**WORK TASK:** Show all lines below holding the string "recording".

(TASK INPUTS)

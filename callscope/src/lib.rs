//! # callscope - Calling-Context Tree Engine for CPU Profiles
//!
//! callscope turns a stream of method entry/exit events (from an
//! instrumenting agent) or periodic thread stack dumps (from a sampler) into
//! per-thread calling-context trees (CCTs), and derives from them the views
//! a profiler front end needs: call trees, flat profiles, reverse (caller)
//! trees, class/package aggregations and snapshot diffs.
//!
//! ## Architecture Overview
//!
//! ```text
//! ┌────────────────────────────┐      ┌────────────────────────────┐
//! │   Instrumenting agent      │      │      Stack sampler          │
//! │  binary event frames       │      │  thread dumps per tick      │
//! └─────────────┬──────────────┘      └─────────────┬──────────────┘
//!               │ FrameDecoder                      │ diff_stacks
//!               ▼                                   ▼
//! ┌─────────────────────────────────────────────────────────────────┐
//! │                      CallGraphBuilder                           │
//! │  • ThreadInfos: per-thread live tree + stack (registry gate)    │
//! │  • TimingAdjuster: tick conversion, hook overhead cleansing     │
//! │  • Blocking time: wait / sleep / park / monitor buckets         │
//! └───────────────────────────┬─────────────────────────────────────┘
//!                             │ create_presentation_ccts
//!                             ▼
//! ┌─────────────────────────────────────────────────────────────────┐
//! │                    CpuResultsSnapshot                           │
//! │                                                                 │
//! │  ┌──────────────┐   ┌──────────────┐   ┌──────────────┐         │
//! │  │ CctContainer │──▶│ Flat profile │   │ Reverse tree │         │
//! │  │ (per thread) │   └──────────────┘   └──────────────┘         │
//! │  └──────┬───────┘                                               │
//! │         ▼                                                       │
//! │  ┌──────────────┐   ┌──────────────┐                            │
//! │  │ Class/package│   │ SnapshotDiff │                            │
//! │  │    views     │   │ (two shots)  │                            │
//! │  └──────────────┘   └──────────────┘                            │
//! └───────────────────────────┬─────────────────────────────────────┘
//!                             ▼
//!                    export (JSON / CSV), cli reports
//! ```
//!
//! ## Module Structure
//!
//! - [`profiling`]: everything between raw input and a frozen snapshot
//!   - `events`: the event model and the [`ProfilingEventSink`] seam
//!   - `event_processor`: binary frame decoding and dispatch
//!   - `timing`: session calibration and overhead cleansing
//!   - `call_graph`: the builder applying events to live trees
//!   - `stack_sampler`: sampled stacks turned into synthetic events
//!
//! - [`cct`]: live arena nodes, frozen presentation trees and their views
//!
//! - [`filter`]: which classes count as profiled code
//!
//! - [`export`]: JSON and CSV writers for trees, flat profiles and diffs
//!
//! - [`recording`]: JSON Lines recordings and their replay
//!
//! - [`cli`]: command-line arguments and terminal reports
//!
//! - [`domain`]: newtype ids, timer domains, views and error types
//!
//! ## Typical Usage
//!
//! ```bash
//! # Flat profile of a recorded session
//! callscope replay session.jsonl
//!
//! # Call tree of one thread, as JSON
//! callscope replay session.jsonl --thread main --tree --export tree.json
//!
//! # What changed between two runs
//! callscope diff before.jsonl after.jsonl --view class
//! ```
//!
//! ## Key Concepts
//!
//! - **CCT**: a tree whose nodes are call paths, not just methods
//! - **Self time**: time in a node minus the time of its children
//! - **Root method**: entry point that opens a profiled call tree
//! - **Two timestamps**: absolute (wall clock) plus thread CPU time per event

pub mod cct;
pub mod cli;
pub mod domain;
pub mod export;
pub mod filter;
pub mod profiling;
pub mod recording;

pub use cct::CpuResultsSnapshot;
pub use filter::InstrumentationFilter;
pub use profiling::{CallGraphBuilder, Event, ProfilingEventSink, StackTraceSnapshotBuilder};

(End TASK INPUTS)

**RESPONSE AREA:**
//! - [`recording`]: JSON Lines recordings and their replay
pub mod recording;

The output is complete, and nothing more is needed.